[Collected data]
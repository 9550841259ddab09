mod cli_util;
mod commands;
mod ui;

use std::path::PathBuf;

use clap::Parser;
use clap::Subcommand;
use cli_util::CommandHelper;
use cli_util::CommandResult;
use cli_util::handle_command_result;
use tracing_subscriber::EnvFilter;
use ui::Ui;

#[derive(Debug, Parser)]
#[command(name = "cellar", version, about = "A local, Git-shaped version control system for secrets")]
pub struct Cli {
    /// Suppress non-essential status output.
    #[arg(long, global = true)]
    quiet: bool,

    #[command(subcommand)]
    command: Command,
}

#[derive(Debug, Subcommand)]
enum Command {
    /// Create a new repository in the current directory.
    Init(commands::init::InitArgs),
    /// Manage environments.
    Env(commands::env::EnvArgs),
    /// Add a secret (fails if it already exists).
    Add(commands::add::AddArgs),
    /// Set a secret, creating or overwriting it.
    Set(commands::set::SetArgs),
    /// Remove an existing secret.
    Remove(commands::remove::RemoveArgs),
    /// Show the pending change journal.
    Status,
    /// Commit the pending change journal.
    Commit(commands::commit::CommitArgs),
    /// List commit history for the current environment.
    Log,
    /// Export the live secret set.
    Export(commands::export::ExportArgs),
    /// Run a subprocess with decrypted secrets merged into its environment.
    Run(commands::run::RunArgs),
    /// Authenticate via the browser.
    Login,
    /// Push commits since the last push and the resulting final state.
    Push,
    /// Clone a remote project into the current directory.
    Clone(commands::clone::CloneArgs),
    /// Print the CLI's identity string.
    Version,
    /// Generate shell completion scripts.
    Completions(commands::completions::CompletionsArgs),
}

fn main() {
    init_tracing();
    let cli = Cli::parse();
    let ui = Ui::new(cli.quiet);
    let result = dispatch(&ui, cli.command);
    std::process::exit(handle_command_result(&ui, result) as i32);
}

fn init_tracing() {
    let filter = EnvFilter::try_from_default_env().unwrap_or_else(|_| EnvFilter::new("warn"));
    tracing_subscriber::fmt().with_env_filter(filter).with_writer(std::io::stderr).init();
}

fn dispatch(ui: &Ui, command: Command) -> CommandResult {
    let cwd = std::env::current_dir().map_err(|e| cli_util::CommandError::Cli(e.to_string()))?;

    match command {
        Command::Init(args) => commands::init::run(ui, &cwd, args),
        Command::Clone(args) => commands::clone::run(ui, &cwd, args),
        Command::Version => commands::version::run(ui),
        Command::Completions(args) => commands::completions::run(args),
        other => dispatch_in_repo(ui, &cwd, other),
    }
}

fn dispatch_in_repo(ui: &Ui, cwd: &PathBuf, command: Command) -> CommandResult {
    let helper = CommandHelper::discover(cwd)?;
    match command {
        Command::Env(args) => commands::env::run(ui, &helper, args),
        Command::Add(args) => commands::add::run(ui, &helper, args),
        Command::Set(args) => commands::set::run(ui, &helper, args),
        Command::Remove(args) => commands::remove::run(ui, &helper, args),
        Command::Status => commands::status::run(ui, &helper),
        Command::Commit(args) => commands::commit::run(ui, &helper, args),
        Command::Log => commands::log::run(ui, &helper),
        Command::Export(args) => commands::export::run(ui, &helper, args),
        Command::Run(args) => commands::run::run(ui, &helper, args),
        Command::Login => commands::login::run(ui, &helper),
        Command::Push => commands::push::run(ui, &helper),
        Command::Init(_) | Command::Clone(_) | Command::Version | Command::Completions(_) => {
            unreachable!("handled in dispatch")
        }
    }
}
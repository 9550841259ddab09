//! Shared CLI test harness: a throwaway working directory plus a convenience
//! wrapper for invoking the `cellar` binary against it.

use std::io::Read as _;
use std::io::Write as _;
use std::net::TcpListener;
use std::net::TcpStream;
use std::path::Path;
use std::thread::JoinHandle;

use assert_cmd::Command;

pub struct TestEnvironment {
    dir: tempfile::TempDir,
}

impl TestEnvironment {
    pub fn new() -> Self {
        Self { dir: tempfile::tempdir().expect("create temp dir") }
    }

    pub fn root(&self) -> &Path {
        self.dir.path()
    }

    /// A `cellar` invocation rooted at this environment's directory.
    pub fn cellar_cmd(&self) -> Command {
        let mut cmd = Command::cargo_bin("cellar").expect("find cellar binary");
        cmd.current_dir(self.dir.path());
        cmd
    }
}

impl Default for TestEnvironment {
    fn default() -> Self {
        Self::new()
    }
}

/// A stub remote that accepts exactly one HTTP request on a loopback port
/// and replies with a canned status line and JSON body, regardless of the
/// request's path or content. Good enough for exercising the client side of
/// push/clone without a real remote server.
pub struct StubServer {
    port: u16,
    handle: Option<JoinHandle<()>>,
}

impl StubServer {
    pub fn start(status_line: &'static str, body: String) -> Self {
        let listener = TcpListener::bind("127.0.0.1:0").expect("bind stub server");
        let port = listener.local_addr().expect("local addr").port();
        let handle = std::thread::spawn(move || {
            if let Ok((stream, _)) = listener.accept() {
                respond(stream, status_line, &body);
            }
        });
        Self { port, handle: Some(handle) }
    }

    pub fn url(&self) -> String {
        format!("http://127.0.0.1:{}", self.port)
    }
}

impl Drop for StubServer {
    fn drop(&mut self) {
        if let Some(handle) = self.handle.take() {
            let _ = handle.join();
        }
    }
}

fn respond(mut stream: TcpStream, status_line: &str, body: &str) {
    let mut buf = [0u8; 16384];
    let _ = stream.read(&mut buf);
    let response = format!(
        "HTTP/1.1 {status_line}\r\nContent-Type: application/json\r\nContent-Length: {}\r\nConnection: close\r\n\r\n{body}",
        body.len()
    );
    let _ = stream.write_all(response.as_bytes());
    let _ = stream.flush();
}
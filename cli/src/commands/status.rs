use std::io::Write as _;

use cellar_lib::journal;

use crate::cli_util::CommandHelper;
use crate::cli_util::CommandResult;
use crate::ui::Ui;

pub fn run(ui: &Ui, helper: &CommandHelper) -> CommandResult {
    let current = journal::current(&helper.repo)?;
    if current.pending.is_empty() {
        writeln!(ui.stdout(), "No pending changes").ok();
        return Ok(());
    }
    writeln!(ui.stdout(), "Pending changes in environment {:?}:", current.environment).ok();
    for change in &current.pending {
        let verb = match change.kind {
            cellar_lib::model::ChangeType::Add => "add",
            cellar_lib::model::ChangeType::Modify => "modify",
            cellar_lib::model::ChangeType::Remove => "remove",
        };
        writeln!(ui.stdout(), "  {verb} {}", change.key).ok();
    }
    Ok(())
}
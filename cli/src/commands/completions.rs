use clap::Args;
use clap::CommandFactory as _;
use clap_complete::Shell;
use clap_complete::generate;

use crate::cli_util::CommandResult;

#[derive(Debug, Args)]
pub struct CompletionsArgs {
    shell: Shell,
}

pub fn run(args: CompletionsArgs) -> CommandResult {
    let mut command = crate::Cli::command();
    let name = command.get_name().to_string();
    generate(args.shell, &mut command, name, &mut std::io::stdout());
    Ok(())
}
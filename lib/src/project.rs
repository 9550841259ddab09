//! Persistence for the single [`Project`] record owned by a repository.

use crate::error::Error;
use crate::error::Result;
use crate::model::Project;
use crate::repo::Repo;
use crate::repo::read_json;
use crate::repo::write_json;

pub fn load(repo: &Repo) -> Result<Option<Project>> {
    let value: Option<Project> = read_json(&repo.project_file()).map_err(Error::from)?;
    Ok(value)
}

pub fn save(repo: &Repo, project: &Project) -> Result<()> {
    write_json(&repo.project_file(), project).map_err(Error::from)
}
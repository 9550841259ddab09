use cellar_lib::journal;
use cellar_lib::model::Change;
use cellar_lib::model::ChangeType;
use cellar_lib::secrets;
use cellar_lib::secrets::StoreEffect;
use clap::Args;

use crate::cli_util::CommandHelper;
use crate::cli_util::CommandResult;
use crate::ui::Ui;

#[derive(Debug, Args)]
pub struct SetArgs {
    key: String,
    value: String,
    #[arg(long = "no-secret")]
    no_secret: bool,
}

pub fn run(ui: &Ui, helper: &CommandHelper, args: SetArgs) -> CommandResult {
    let project = helper.require_project()?;
    let env = helper.current_environment()?;

    let (secret, effect) = secrets::set_secret(
        &helper.repo,
        &helper.keystore,
        &project.id,
        &env,
        &args.key,
        &args.value,
        args.no_secret,
    )?;

    let kind = match effect {
        StoreEffect::Add => ChangeType::Add,
        StoreEffect::Modify => ChangeType::Modify,
    };
    journal::append_change(
        &helper.repo,
        Change {
            kind,
            key: secret.key.clone(),
            value: secret.value,
            nonce: secret.nonce,
            no_secret: secret.no_secret,
        },
    )?;

    ui.status(&format!("Set {:?}", args.key));
    Ok(())
}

- Work order
Every line in the records above that contains the word "format" should be copied out.

- Task result
        format!("http://127.0.0.1:{}", self.port)
    let response = format!(
    ui.status(&format!("Set {:?}", args.key));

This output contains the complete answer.